We think you need these skills to ace Security Engineer (Web3) in London
Some tips for your application 🫡
Tailor Your Application: Make sure to customise your CV and cover letter to highlight your experience in Web3 security engineering. We want to see how your skills align with our needs, so don’t hold back on showcasing your expertise in securing blockchain protocols and smart contracts!
Show Off Your Passion: Let us know why you’re excited about decentralisation and blockchain technology! A genuine interest in the field can really set you apart from other candidates. Share any personal projects or contributions to open-source security that demonstrate your enthusiasm.
Be Clear and Concise: When writing your application, keep it straightforward and to the point. We appreciate clarity, so avoid jargon unless it’s necessary. Make it easy for us to see your qualifications and how they fit with the role.
Apply Through Our Website: We encourage you to submit your application directly through our website. It’s the best way to ensure we receive all your details correctly and gives you a chance to explore more about us while you’re at it!
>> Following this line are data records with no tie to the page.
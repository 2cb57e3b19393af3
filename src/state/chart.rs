//! The record state chart.
//!
//! States form a tree rooted at `root`. Flags are declared on the node that
//! introduces them and inherited by descendants unless overridden, mirroring
//! a prototype chain with an explicit parent table.

use crate::error::{Result, StoreError};
use serde::{Deserialize, Serialize};
use std::fmt;

/// A node of the record state chart. Records always rest on a leaf.
#[derive(Clone, Copy, Debug, PartialEq, Eq, Hash, Serialize, Deserialize)]
pub enum RecordState {
    Root,
    Empty,
    Loading,
    Loaded,
    LoadedSaved,
    Created,
    CreatedUncommitted,
    CreatedInFlight,
    CreatedInvalid,
    Updated,
    UpdatedUncommitted,
    UpdatedInFlight,
    UpdatedInvalid,
    Deleted,
    DeletedUncommitted,
    DeletedInFlight,
    DeletedSaved,
    DeletedInvalid,
}

/// Which dirty shape a state belongs to.
#[derive(Clone, Copy, Debug, PartialEq, Eq, Hash, Serialize, Deserialize)]
#[serde(rename_all = "snake_case")]
pub enum DirtyType {
    Created,
    Updated,
    Deleted,
}

/// Boolean flags observable by consumers.
#[derive(Clone, Copy, Debug, PartialEq, Eq, Hash, Serialize, Deserialize)]
#[serde(rename_all = "snake_case")]
pub enum Flag {
    IsEmpty,
    IsLoading,
    IsLoaded,
    IsDirty,
    IsSaving,
    IsDeleted,
    IsNew,
    IsValid,
}

/// Resolved flag values for one state.
#[derive(Clone, Copy, Debug, Default, PartialEq, Eq, Serialize, Deserialize)]
pub struct StateFlags {
    pub is_empty: bool,
    pub is_loading: bool,
    pub is_loaded: bool,
    pub is_dirty: bool,
    pub is_saving: bool,
    pub is_deleted: bool,
    pub is_new: bool,
    pub is_valid: bool,
}

/// Every node in the chart, parents before children.
pub const ALL_STATES: [RecordState; 18] = [
    RecordState::Root,
    RecordState::Empty,
    RecordState::Loading,
    RecordState::Loaded,
    RecordState::LoadedSaved,
    RecordState::Created,
    RecordState::CreatedUncommitted,
    RecordState::CreatedInFlight,
    RecordState::CreatedInvalid,
    RecordState::Updated,
    RecordState::UpdatedUncommitted,
    RecordState::UpdatedInFlight,
    RecordState::UpdatedInvalid,
    RecordState::Deleted,
    RecordState::DeletedUncommitted,
    RecordState::DeletedInFlight,
    RecordState::DeletedSaved,
    RecordState::DeletedInvalid,
];

impl RecordState {
    pub fn parent(self) -> Option<RecordState> {
        use RecordState::*;
        match self {
            Root => None,
            Empty | Loading | Loaded | Deleted => Some(Root),
            LoadedSaved | Created | Updated => Some(Loaded),
            CreatedUncommitted | CreatedInFlight | CreatedInvalid => Some(Created),
            UpdatedUncommitted | UpdatedInFlight | UpdatedInvalid => Some(Updated),
            DeletedUncommitted | DeletedInFlight | DeletedSaved | DeletedInvalid => Some(Deleted),
        }
    }

    /// The node's own path segment.
    pub fn name(self) -> &'static str {
        use RecordState::*;
        match self {
            Root => "root",
            Empty => "empty",
            Loading => "loading",
            Loaded => "loaded",
            LoadedSaved | DeletedSaved => "saved",
            Created => "created",
            Updated => "updated",
            Deleted => "deleted",
            CreatedUncommitted | UpdatedUncommitted | DeletedUncommitted => "uncommitted",
            CreatedInFlight | UpdatedInFlight | DeletedInFlight => "inFlight",
            CreatedInvalid | UpdatedInvalid | DeletedInvalid => "invalid",
        }
    }

    /// Dotted path from the root, e.g. `root.loaded.created.uncommitted`.
    pub fn path(self) -> String {
        let mut segments: Vec<&'static str> = self.ancestors().map(|s| s.name()).collect();
        segments.reverse();
        segments.join(".")
    }

    /// This node followed by each ancestor up to the root.
    pub fn ancestors(self) -> impl Iterator<Item = RecordState> {
        std::iter::successors(Some(self), |s| s.parent())
    }

    pub fn child(self, name: &str) -> Option<RecordState> {
        ALL_STATES
            .iter()
            .copied()
            .find(|s| s.parent() == Some(self) && s.name() == name)
    }

    /// Child entered automatically when transitioning into a non-leaf node.
    pub fn initial_child(self) -> Option<RecordState> {
        use RecordState::*;
        match self {
            Loaded => Some(LoadedSaved),
            Created => Some(CreatedUncommitted),
            Updated => Some(UpdatedUncommitted),
            Deleted => Some(DeletedUncommitted),
            _ => None,
        }
    }

    pub fn is_leaf(self) -> bool {
        !ALL_STATES.iter().any(|s| s.parent() == Some(self))
    }

    fn local_flag(self, flag: Flag) -> Option<bool> {
        use Flag::*;
        use RecordState::*;
        match (self, flag) {
            (Root, IsValid) => Some(true),
            (Root, _) => Some(false),
            (Empty, IsEmpty) => Some(true),
            (Loading, IsLoading) => Some(true),
            (Loaded, IsLoaded) => Some(true),
            (Created, IsDirty) | (Created, IsNew) => Some(true),
            (Updated, IsDirty) => Some(true),
            (CreatedInFlight | UpdatedInFlight | DeletedInFlight, IsSaving) => Some(true),
            (CreatedInvalid | UpdatedInvalid | DeletedInvalid, IsValid) => Some(false),
            (Deleted, IsDeleted) | (Deleted, IsLoaded) | (Deleted, IsDirty) => Some(true),
            (DeletedSaved, IsDirty) => Some(false),
            _ => None,
        }
    }

    /// Resolve a flag by walking up the parent chain.
    pub fn flag(self, flag: Flag) -> bool {
        self.ancestors()
            .find_map(|s| s.local_flag(flag))
            .unwrap_or(false)
    }

    pub fn flags(self) -> StateFlags {
        StateFlags {
            is_empty: self.flag(Flag::IsEmpty),
            is_loading: self.flag(Flag::IsLoading),
            is_loaded: self.flag(Flag::IsLoaded),
            is_dirty: self.flag(Flag::IsDirty),
            is_saving: self.flag(Flag::IsSaving),
            is_deleted: self.flag(Flag::IsDeleted),
            is_new: self.flag(Flag::IsNew),
            is_valid: self.flag(Flag::IsValid),
        }
    }

    pub fn dirty_type(self) -> Option<DirtyType> {
        self.ancestors().find_map(|s| match s {
            RecordState::Created => Some(DirtyType::Created),
            RecordState::Updated => Some(DirtyType::Updated),
            RecordState::Deleted => Some(DirtyType::Deleted),
            _ => None,
        })
    }

    /// Plan a transition to a dotted `path` relative to this state.
    ///
    /// Walks up from the current state until an ancestor owns the first path
    /// segment (exiting each node passed), then descends the path and any
    /// initial children.
    pub fn plan_transition(self, path: &str) -> Result<TransitionPlan> {
        let invalid = || StoreError::InvalidStatePath {
            path: path.to_string(),
            from: self.path(),
        };
        let segments: Vec<&str> = path.split('.').filter(|s| !s.is_empty()).collect();
        let pivot_name = *segments.first().ok_or_else(invalid)?;

        let mut exits = Vec::new();
        let mut state = self;
        loop {
            exits.push(state);
            state = state.parent().ok_or_else(invalid)?;
            if state.child(pivot_name).is_some() {
                break;
            }
        }

        let mut enters = Vec::new();
        for segment in segments {
            state = state.child(segment).ok_or_else(invalid)?;
            enters.push(state);
        }
        while let Some(initial) = state.initial_child() {
            state = initial;
            enters.push(state);
        }

        Ok(TransitionPlan {
            exits,
            enters,
            target: state,
        })
    }
}

impl fmt::Display for RecordState {
    fn fmt(&self, f: &mut fmt::Formatter<'_>) -> fmt::Result {
        f.write_str(&self.path())
    }
}

/// Nodes exited and entered by a transition.
#[derive(Clone, Debug, PartialEq, Eq)]
pub struct TransitionPlan {
    pub exits: Vec<RecordState>,
    pub enters: Vec<RecordState>,
    pub target: RecordState,
}

#[cfg(test)]
mod tests {
    use super::*;

    #[test]
    fn test_paths() {
        assert_eq!(RecordState::Root.path(), "root");
        assert_eq!(
            RecordState::CreatedUncommitted.path(),
            "root.loaded.created.uncommitted"
        );
        assert_eq!(RecordState::DeletedSaved.path(), "root.deleted.saved");
    }

    #[test]
    fn test_flag_inheritance() {
        let flags = RecordState::CreatedInFlight.flags();
        assert!(flags.is_loaded && flags.is_dirty && flags.is_new && flags.is_saving);
        assert!(flags.is_valid);
        assert!(!flags.is_deleted);

        let flags = RecordState::DeletedSaved.flags();
        assert!(flags.is_deleted);
        assert!(!flags.is_dirty);

        assert!(!RecordState::UpdatedInvalid.flag(Flag::IsValid));
        assert!(RecordState::Empty.flag(Flag::IsEmpty));
        assert!(!RecordState::LoadedSaved.flag(Flag::IsDirty));
    }

    #[test]
    fn test_plan_sibling_transition() {
        let plan = RecordState::CreatedUncommitted.plan_transition("inFlight").unwrap();
        assert_eq!(plan.exits, vec![RecordState::CreatedUncommitted]);
        assert_eq!(plan.enters, vec![RecordState::CreatedInFlight]);
        assert_eq!(plan.target, RecordState::CreatedInFlight);
    }

    #[test]
    fn test_plan_descends_initial_states() {
        let plan = RecordState::LoadedSaved.plan_transition("updated").unwrap();
        assert_eq!(plan.target, RecordState::UpdatedUncommitted);

        let plan = RecordState::Empty.plan_transition("loaded").unwrap();
        assert_eq!(plan.enters, vec![RecordState::Loaded, RecordState::LoadedSaved]);
    }

    #[test]
    fn test_plan_walks_to_common_ancestor() {
        let plan = RecordState::CreatedUncommitted
            .plan_transition("deleted.saved")
            .unwrap();
        assert_eq!(
            plan.exits,
            vec![
                RecordState::CreatedUncommitted,
                RecordState::Created,
                RecordState::Loaded
            ]
        );
        assert_eq!(plan.enters, vec![RecordState::Deleted, RecordState::DeletedSaved]);

        let plan = RecordState::CreatedInFlight.plan_transition("saved").unwrap();
        assert_eq!(plan.target, RecordState::LoadedSaved);

        let plan = RecordState::DeletedInFlight.plan_transition("saved").unwrap();
        assert_eq!(plan.target, RecordState::DeletedSaved);
    }

    #[test]
    fn test_plan_invalid_path() {
        let err = RecordState::Empty.plan_transition("nowhere").unwrap_err();
        assert!(matches!(err, StoreError::InvalidStatePath { .. }));
    }

    #[test]
    fn test_only_leaves_have_no_initial_child() {
        for state in ALL_STATES {
            assert_eq!(state.is_leaf(), state.initial_child().is_none() && state != RecordState::Root);
        }
    }
}
//! Per-tick task queues.
//!
//! Deferred work (canonical relationship flushes, record array refreshes,
//! lifecycle callbacks, batched fetches and saves) is queued here instead of
//! running on every mutation. Scheduling the same task twice before it runs
//! is a no-op, so a burst of mutations produces one unit of work.

use crate::relationships::EdgeKey;
use crate::types::{ArrayId, ModelId};
use std::collections::{HashSet, VecDeque};

/// Queues, drained in declaration order.
#[derive(Clone, Copy, Debug, PartialEq, Eq, Hash)]
pub enum Queue {
    SyncRelationships,
    Actions,
    Fetch,
}

const QUEUES: [Queue; 3] = [Queue::SyncRelationships, Queue::Actions, Queue::Fetch];

impl Queue {
    fn index(self) -> usize {
        match self {
            Queue::SyncRelationships => 0,
            Queue::Actions => 1,
            Queue::Fetch => 2,
        }
    }
}

/// A unit of deferred work.
#[derive(Clone, Debug, PartialEq, Eq, Hash)]
pub enum Task {
    /// Reconcile one relationship edge with its canonical state.
    FlushCanonical(ModelId, EdgeKey),
    /// Re-evaluate record array membership for changed records.
    UpdateRecordArrays,
    /// Deliver queued lifecycle callbacks for a record.
    TriggerDeferred(ModelId),
    /// Full rescan of a filtered record array.
    UpdateFilter(ArrayId),
    FlushPendingSaves,
    FlushPendingFetches,
    /// find-all, query and link requests.
    FlushPendingRequests,
}

impl Task {
    /// The queue a task belongs to.
    pub fn queue(&self) -> Queue {
        match self {
            Task::FlushCanonical(..) => Queue::SyncRelationships,
            Task::UpdateRecordArrays
            | Task::TriggerDeferred(_)
            | Task::UpdateFilter(_)
            | Task::FlushPendingSaves => Queue::Actions,
            Task::FlushPendingFetches | Task::FlushPendingRequests => Queue::Fetch,
        }
    }
}

#[derive(Debug, Default)]
struct TaskQueue {
    tasks: VecDeque<Task>,
    scheduled: HashSet<Task>,
}

/// The scheduler.
#[derive(Debug, Default)]
pub struct RunLoop {
    queues: [TaskQueue; 3],
    depth: usize,
}

impl RunLoop {
    pub fn new() -> Self {
        Self::default()
    }

    /// Queue `task` unless it is already waiting. Returns true if queued.
    pub fn schedule_once(&mut self, task: Task) -> bool {
        let queue = &mut self.queues[task.queue().index()];
        if !queue.scheduled.insert(task.clone()) {
            return false;
        }
        queue.tasks.push_back(task);
        true
    }

    /// Pop the next task of one queue.
    pub fn pop(&mut self, queue: Queue) -> Option<Task> {
        let queue = &mut self.queues[queue.index()];
        let task = queue.tasks.pop_front()?;
        queue.scheduled.remove(&task);
        Some(task)
    }

    /// Pop the next task, earlier queues first.
    pub fn next_task(&mut self) -> Option<Task> {
        QUEUES.iter().find_map(|q| self.pop(*q))
    }

    pub fn is_scheduled(&self, task: &Task) -> bool {
        self.queues[task.queue().index()].scheduled.contains(task)
    }

    pub fn pending(&self) -> usize {
        self.queues.iter().map(|q| q.tasks.len()).sum()
    }

    pub fn is_idle(&self) -> bool {
        self.pending() == 0
    }

    /// Enter a join. Joins nest.
    pub fn begin(&mut self) {
        self.depth += 1;
    }

    /// Leave a join. Returns true when the outermost join ended.
    pub fn end(&mut self) -> bool {
        self.depth = self.depth.saturating_sub(1);
        self.depth == 0
    }

    pub fn depth(&self) -> usize {
        self.depth
    }
}

#[cfg(test)]
mod tests {
    use super::*;

    #[test]
    fn test_schedule_once_dedups() {
        let mut run_loop = RunLoop::new();
        assert!(run_loop.schedule_once(Task::UpdateRecordArrays));
        assert!(!run_loop.schedule_once(Task::UpdateRecordArrays));
        assert_eq!(run_loop.pending(), 1);

        assert_eq!(run_loop.next_task(), Some(Task::UpdateRecordArrays));
        // Once popped, it may be scheduled again.
        assert!(run_loop.schedule_once(Task::UpdateRecordArrays));
    }

    #[test]
    fn test_queue_order() {
        let mut run_loop = RunLoop::new();
        let edge = Task::FlushCanonical(ModelId(1), EdgeKey::declared("comments"));
        run_loop.schedule_once(Task::FlushPendingFetches);
        run_loop.schedule_once(Task::UpdateRecordArrays);
        run_loop.schedule_once(edge.clone());

        assert_eq!(run_loop.next_task(), Some(edge));
        assert_eq!(run_loop.next_task(), Some(Task::UpdateRecordArrays));
        assert_eq!(run_loop.next_task(), Some(Task::FlushPendingFetches));
        assert!(run_loop.is_idle());
    }

    #[test]
    fn test_nested_joins() {
        let mut run_loop = RunLoop::new();
        run_loop.begin();
        run_loop.begin();
        assert!(!run_loop.end());
        assert!(run_loop.end());
        assert!(run_loop.end());
    }
}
How to prepare for a job interview at IFT
✨Know Your Code Inside Out
Make sure you’re well-versed in the low-level languages mentioned in the job description, like Rust, Nim, and C++. Brush up on common vulnerabilities such as buffer overflows and injection flaws. Being able to discuss specific examples from your past work will show that you’re not just familiar with the theory but have practical experience.
✨Prepare for Technical Questions
Expect to dive deep into security concepts during your interview. Prepare to explain your approach to incident response and how you’ve handled vulnerabilities in the past. Practising with mock interviews can help you articulate your thought process clearly and confidently.
✨Show Your Collaborative Spirit
Since the role involves working closely with development teams, be ready to discuss how you’ve collaborated in previous roles. Share examples of how you’ve provided security guidance or remediated vulnerabilities together. This will highlight your ability to work as part of a team and your understanding of secure software development.
✨Get Familiar with Audit Processes
Understand the audit process and what it entails. Be prepared to talk about how you would define audit objectives and scope, and how you’ve organised documentation for audits in the past. Showing that you know how to facilitate an efficient audit will set you apart from other candidates.